==== TASK MATERIAL ====
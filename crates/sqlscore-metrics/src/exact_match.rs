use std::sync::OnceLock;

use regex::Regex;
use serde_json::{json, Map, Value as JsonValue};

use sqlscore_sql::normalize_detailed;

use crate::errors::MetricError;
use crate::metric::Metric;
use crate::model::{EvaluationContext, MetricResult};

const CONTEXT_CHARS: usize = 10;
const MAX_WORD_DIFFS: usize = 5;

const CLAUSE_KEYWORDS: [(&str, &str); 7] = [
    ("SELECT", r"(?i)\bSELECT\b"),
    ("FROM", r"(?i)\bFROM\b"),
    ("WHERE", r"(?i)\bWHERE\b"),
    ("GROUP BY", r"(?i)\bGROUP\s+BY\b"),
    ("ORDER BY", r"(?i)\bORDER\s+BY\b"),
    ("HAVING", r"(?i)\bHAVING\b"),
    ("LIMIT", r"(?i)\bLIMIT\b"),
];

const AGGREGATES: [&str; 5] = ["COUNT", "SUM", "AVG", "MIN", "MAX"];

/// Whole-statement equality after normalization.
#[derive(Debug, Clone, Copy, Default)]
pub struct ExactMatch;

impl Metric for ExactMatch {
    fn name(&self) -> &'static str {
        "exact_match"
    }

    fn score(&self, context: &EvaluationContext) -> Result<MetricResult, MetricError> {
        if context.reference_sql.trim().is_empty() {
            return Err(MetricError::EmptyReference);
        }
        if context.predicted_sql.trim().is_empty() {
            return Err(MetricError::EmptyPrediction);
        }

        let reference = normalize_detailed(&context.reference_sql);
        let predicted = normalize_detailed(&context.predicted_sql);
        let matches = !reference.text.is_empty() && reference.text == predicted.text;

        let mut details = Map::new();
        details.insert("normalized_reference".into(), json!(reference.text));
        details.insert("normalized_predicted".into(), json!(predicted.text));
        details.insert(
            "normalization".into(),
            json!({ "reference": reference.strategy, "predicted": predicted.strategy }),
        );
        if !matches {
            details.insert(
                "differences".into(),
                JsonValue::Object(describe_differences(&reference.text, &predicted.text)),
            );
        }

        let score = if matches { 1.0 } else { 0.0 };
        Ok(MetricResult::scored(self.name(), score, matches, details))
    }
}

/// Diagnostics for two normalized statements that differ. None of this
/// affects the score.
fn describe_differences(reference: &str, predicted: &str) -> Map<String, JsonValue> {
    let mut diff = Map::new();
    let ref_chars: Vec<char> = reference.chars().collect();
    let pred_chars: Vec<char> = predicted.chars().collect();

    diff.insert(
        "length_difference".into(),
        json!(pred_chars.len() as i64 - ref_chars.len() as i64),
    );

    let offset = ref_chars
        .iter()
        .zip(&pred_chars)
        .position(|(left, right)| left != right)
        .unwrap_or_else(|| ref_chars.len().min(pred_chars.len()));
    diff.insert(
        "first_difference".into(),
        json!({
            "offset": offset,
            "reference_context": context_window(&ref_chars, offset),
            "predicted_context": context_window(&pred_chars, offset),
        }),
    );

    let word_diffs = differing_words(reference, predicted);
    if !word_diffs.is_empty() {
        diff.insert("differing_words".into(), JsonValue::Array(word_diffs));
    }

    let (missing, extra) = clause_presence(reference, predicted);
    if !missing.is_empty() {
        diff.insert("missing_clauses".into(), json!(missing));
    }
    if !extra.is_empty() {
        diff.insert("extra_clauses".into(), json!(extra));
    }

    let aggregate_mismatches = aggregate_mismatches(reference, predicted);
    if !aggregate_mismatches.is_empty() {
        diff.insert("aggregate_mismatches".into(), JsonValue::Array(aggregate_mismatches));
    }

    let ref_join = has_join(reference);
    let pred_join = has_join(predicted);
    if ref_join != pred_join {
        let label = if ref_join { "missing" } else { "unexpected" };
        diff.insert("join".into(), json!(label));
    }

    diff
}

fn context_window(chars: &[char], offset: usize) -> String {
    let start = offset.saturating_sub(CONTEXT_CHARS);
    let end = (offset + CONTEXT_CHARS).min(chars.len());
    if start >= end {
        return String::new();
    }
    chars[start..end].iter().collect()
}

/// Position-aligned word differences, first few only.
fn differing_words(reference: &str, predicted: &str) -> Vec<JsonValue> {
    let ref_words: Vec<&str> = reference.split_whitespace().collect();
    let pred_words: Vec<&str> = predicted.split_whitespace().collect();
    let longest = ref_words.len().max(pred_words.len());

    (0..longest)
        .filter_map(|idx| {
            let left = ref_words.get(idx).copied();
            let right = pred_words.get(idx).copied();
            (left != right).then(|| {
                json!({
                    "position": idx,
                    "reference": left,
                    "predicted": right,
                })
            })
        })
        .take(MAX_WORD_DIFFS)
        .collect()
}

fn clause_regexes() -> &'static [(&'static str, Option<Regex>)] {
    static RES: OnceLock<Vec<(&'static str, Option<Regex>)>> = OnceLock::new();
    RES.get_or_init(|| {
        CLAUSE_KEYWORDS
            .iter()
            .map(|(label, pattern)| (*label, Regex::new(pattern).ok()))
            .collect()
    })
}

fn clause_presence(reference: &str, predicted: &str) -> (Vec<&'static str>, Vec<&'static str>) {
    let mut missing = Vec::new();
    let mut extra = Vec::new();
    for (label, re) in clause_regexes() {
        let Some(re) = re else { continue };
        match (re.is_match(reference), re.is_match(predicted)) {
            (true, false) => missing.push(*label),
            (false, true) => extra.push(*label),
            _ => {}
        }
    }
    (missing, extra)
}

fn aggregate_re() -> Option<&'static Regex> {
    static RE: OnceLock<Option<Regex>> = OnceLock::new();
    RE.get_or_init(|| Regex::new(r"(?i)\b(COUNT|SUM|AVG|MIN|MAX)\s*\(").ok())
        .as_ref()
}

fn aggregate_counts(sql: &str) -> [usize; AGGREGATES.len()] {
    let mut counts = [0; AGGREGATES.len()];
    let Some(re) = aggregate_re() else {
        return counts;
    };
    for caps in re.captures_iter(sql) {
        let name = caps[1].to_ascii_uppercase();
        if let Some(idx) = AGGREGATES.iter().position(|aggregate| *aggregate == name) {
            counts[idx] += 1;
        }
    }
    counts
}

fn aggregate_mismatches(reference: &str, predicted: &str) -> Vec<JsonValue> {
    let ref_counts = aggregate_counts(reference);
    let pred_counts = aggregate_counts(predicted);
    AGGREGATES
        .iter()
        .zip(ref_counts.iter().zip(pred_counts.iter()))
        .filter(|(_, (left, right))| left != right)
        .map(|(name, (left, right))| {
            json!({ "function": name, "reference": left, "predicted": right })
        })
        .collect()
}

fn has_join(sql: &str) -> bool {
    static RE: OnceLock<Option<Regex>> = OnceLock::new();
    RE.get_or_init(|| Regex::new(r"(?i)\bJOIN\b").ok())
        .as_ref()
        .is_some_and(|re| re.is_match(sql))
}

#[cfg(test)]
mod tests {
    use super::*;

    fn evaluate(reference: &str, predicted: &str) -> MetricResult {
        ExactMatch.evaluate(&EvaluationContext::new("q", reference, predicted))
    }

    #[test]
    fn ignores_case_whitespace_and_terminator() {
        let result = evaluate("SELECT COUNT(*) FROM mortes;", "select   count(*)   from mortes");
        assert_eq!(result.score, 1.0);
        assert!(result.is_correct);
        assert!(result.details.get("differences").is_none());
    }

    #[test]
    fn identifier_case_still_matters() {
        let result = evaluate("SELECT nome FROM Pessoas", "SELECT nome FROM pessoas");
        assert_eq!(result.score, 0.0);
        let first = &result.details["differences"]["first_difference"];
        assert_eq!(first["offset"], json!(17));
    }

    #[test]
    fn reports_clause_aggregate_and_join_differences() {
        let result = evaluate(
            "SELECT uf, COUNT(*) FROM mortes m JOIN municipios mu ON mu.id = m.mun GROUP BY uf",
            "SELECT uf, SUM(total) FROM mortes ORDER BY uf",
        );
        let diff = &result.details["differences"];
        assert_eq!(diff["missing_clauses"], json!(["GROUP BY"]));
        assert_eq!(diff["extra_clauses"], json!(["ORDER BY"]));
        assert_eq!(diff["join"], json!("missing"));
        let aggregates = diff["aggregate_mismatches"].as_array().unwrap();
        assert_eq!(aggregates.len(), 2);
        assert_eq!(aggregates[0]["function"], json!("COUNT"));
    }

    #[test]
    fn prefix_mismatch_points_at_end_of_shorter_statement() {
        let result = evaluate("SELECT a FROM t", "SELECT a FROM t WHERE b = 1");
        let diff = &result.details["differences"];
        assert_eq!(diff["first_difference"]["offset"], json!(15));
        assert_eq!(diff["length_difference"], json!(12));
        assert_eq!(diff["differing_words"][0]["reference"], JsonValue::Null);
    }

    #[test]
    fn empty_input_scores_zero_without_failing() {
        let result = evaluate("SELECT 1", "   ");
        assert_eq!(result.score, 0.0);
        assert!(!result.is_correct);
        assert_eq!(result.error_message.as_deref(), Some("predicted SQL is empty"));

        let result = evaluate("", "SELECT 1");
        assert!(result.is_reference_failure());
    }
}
====
» **WORK TASK**:
Gather each line of the records holding the string "OnceLock".

» **ANSWER TO THE PROBLEM**:
use std::sync::OnceLock;
    static RES: OnceLock<Vec<(&'static str, Option<Regex>)>> = OnceLock::new();
    static RE: OnceLock<Option<Regex>> = OnceLock::new();
    static RE: OnceLock<Option<Regex>> = OnceLock::new();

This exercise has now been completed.